> **Records supplied**
//! Pharmacy DTOs: medicines, the stock ledger, prescriptions, suppliers
//! and purchase orders.

use serde::{Deserialize, Serialize};

use crate::errors::{OmmsError, OmmsResult};

pub const PRESCRIPTION_PENDING: &str = "pending";
pub const PRESCRIPTION_APPROVED: &str = "approved";
pub const PRESCRIPTION_DISPENSED: &str = "dispensed";

pub const ORDER_PENDING: &str = "pending";
pub const ORDER_COMPLETED: &str = "completed";
pub const ORDER_CANCELLED: &str = "cancelled";

pub const LOG_TYPE_IN: &str = "in";
pub const LOG_TYPE_OUT: &str = "out";

#[derive(Debug, Clone, Serialize, Deserialize)]
#[serde(rename_all = "camelCase")]
pub struct MedicineOut {
    pub id: i64,
    pub name: String,
    pub specification: String,
    pub unit: String,
    pub price: f64,
    pub warning_stock: i32,
    pub current_stock: i32,
}

#[derive(Debug, Clone, Deserialize)]
#[serde(rename_all = "camelCase")]
pub struct MedicineListQuery {
    pub low_stock_only: Option<bool>,
    pub page: Option<i64>,
    pub page_size: Option<i64>,
}

#[derive(Debug, Clone, Serialize, Deserialize)]
#[serde(rename_all = "camelCase")]
pub struct InventoryBatchOut {
    pub id: i64,
    pub batch_no: String,
    pub medicine_id: i64,
    pub medicine: Option<String>,
    pub specification: Option<String>,
    pub quantity: i32,
    pub received_at: Option<String>,
    pub expiry_date: Option<String>,
}

#[derive(Debug, Clone, Deserialize)]
#[serde(rename_all = "camelCase")]
pub struct BatchListQuery {
    pub expiring_in_days: Option<i64>,
}

#[derive(Debug, Clone, Serialize, Deserialize)]
#[serde(rename_all = "camelCase")]
pub struct InventoryLogOut {
    pub id: i64,
    #[serde(rename = "type")]
    pub log_type: String,
    pub medicine_id: i64,
    pub medicine: Option<String>,
    pub specification: Option<String>,
    pub quantity: i32,
    pub time: Option<String>,
    pub note: Option<String>,
}

#[derive(Debug, Clone, Deserialize)]
pub struct LogListQuery {
    #[serde(rename = "type")]
    pub log_type: Option<String>,
}

#[derive(Debug, Clone, Deserialize)]
#[serde(rename_all = "camelCase")]
pub struct InventoryInPayload {
    pub medicine_id: i64,
    pub batch_no: String,
    pub quantity: i32,
    pub received_at: String,
    pub expiry_date: Option<String>,
    pub note: Option<String>,
}

#[derive(Debug, Clone, Deserialize)]
#[serde(rename_all = "camelCase")]
pub struct InventoryOutPayload {
    pub medicine_id: i64,
    pub quantity: i32,
    pub time: Option<String>,
    pub note: Option<String>,
}

#[derive(Debug, Clone, Serialize, Deserialize)]
#[serde(rename_all = "camelCase")]
pub struct InventoryInOut {
    pub batch: i64,
    pub log: i64,
    pub medicine: i64,
}

#[derive(Debug, Clone, Serialize, Deserialize)]
#[serde(rename_all = "camelCase")]
pub struct InventoryOutOut {
    pub log: i64,
    pub medicine: i64,
}

#[derive(Debug, Clone, Serialize, Deserialize)]
#[serde(rename_all = "camelCase")]
pub struct PrescriptionItemOut {
    pub medicine_id: i64,
    pub name: Option<String>,
    pub qty: i32,
    pub unit: Option<String>,
    pub price: f64,
}

#[derive(Debug, Clone, Serialize, Deserialize)]
#[serde(rename_all = "camelCase")]
pub struct PrescriptionOut {
    pub id: String,
    pub patient: String,
    pub department: String,
    pub doctor: String,
    pub created_at: Option<String>,
    pub status: String,
    pub items: Vec<PrescriptionItemOut>,
}

#[derive(Debug, Clone, Deserialize)]
pub struct PrescriptionStatusPayload {
    pub status: String,
}

#[derive(Debug, Clone, Serialize, Deserialize)]
pub struct PrescriptionStatusOut {
    pub id: String,
    pub status: String,
}

#[derive(Debug, Clone, Serialize, Deserialize)]
#[serde(rename_all = "camelCase")]
pub struct SupplierOut {
    pub id: i64,
    pub name: String,
    pub contact: Option<String>,
    pub phone: Option<String>,
    pub address: Option<String>,
}

#[derive(Debug, Clone, Deserialize)]
#[serde(rename_all = "camelCase")]
pub struct CreateSupplierPayload {
    pub name: String,
    pub contact: Option<String>,
    pub phone: Option<String>,
    pub address: Option<String>,
}

#[derive(Debug, Clone, Serialize, Deserialize)]
#[serde(rename_all = "camelCase")]
pub struct SupplierOrderItemOut {
    pub medicine_id: i64,
    pub name: Option<String>,
    pub qty: i32,
    pub unit: Option<String>,
    pub price: f64,
}

#[derive(Debug, Clone, Serialize, Deserialize)]
#[serde(rename_all = "camelCase")]
pub struct SupplierOrderOut {
    pub id: String,
    pub supplier_id: i64,
    pub created_at: String,
    pub status: String,
    pub amount: f64,
    pub items: Vec<SupplierOrderItemOut>,
}

#[derive(Debug, Clone, Deserialize)]
#[serde(rename_all = "camelCase")]
pub struct CreateOrderItem {
    pub medicine_id: i64,
    pub qty: i32,
    pub unit: Option<String>,
    pub price: Option<f64>,
}

#[derive(Debug, Clone, Deserialize)]
#[serde(rename_all = "camelCase")]
pub struct CreateOrderPayload {
    pub supplier_id: i64,
    pub items: Vec<CreateOrderItem>,
}

#[derive(Debug, Clone, Serialize, Deserialize)]
#[serde(rename_all = "camelCase")]
pub struct CreateOrderOut {
    pub id: String,
    pub amount: f64,
}

#[derive(Debug, Clone, Deserialize)]
pub struct OrderStatusPayload {
    pub status: String,
}

#[derive(Debug, Clone, Serialize, Deserialize)]
pub struct OrderStatusOut {
    pub id: String,
    pub status: String,
}

/// Prescriptions advance monotonically: pending → approved → dispensed.
pub fn prescription_transition_allowed(current: &str, target: &str) -> bool {
    matches!(
        (current, target),
        (PRESCRIPTION_PENDING, PRESCRIPTION_APPROVED)
            | (PRESCRIPTION_APPROVED, PRESCRIPTION_DISPENSED)
    )
}

/// Validates a prescription status change.
pub fn validate_prescription_transition(current: &str, target: &str) -> OmmsResult<()> {
    if !prescription_transition_allowed(current, target) {
        return Err(OmmsError::Validation("非法状态流转".to_string()));
    }
    Ok(())
}

/// Subtracts a debit from the running stock total; an insufficient
/// balance leaves the total untouched and reports the shortfall.
pub fn debit_stock(current: i32, quantity: i32) -> Option<i32> {
    if current < quantity {
        return None;
    }
    Some(current - quantity)
}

> **What you should do**
Every line of the listing that holds the word "return" is to be found and copied.

> **Reply**
        return Err(OmmsError::Validation("非法状态流转".to_string()));
        return None;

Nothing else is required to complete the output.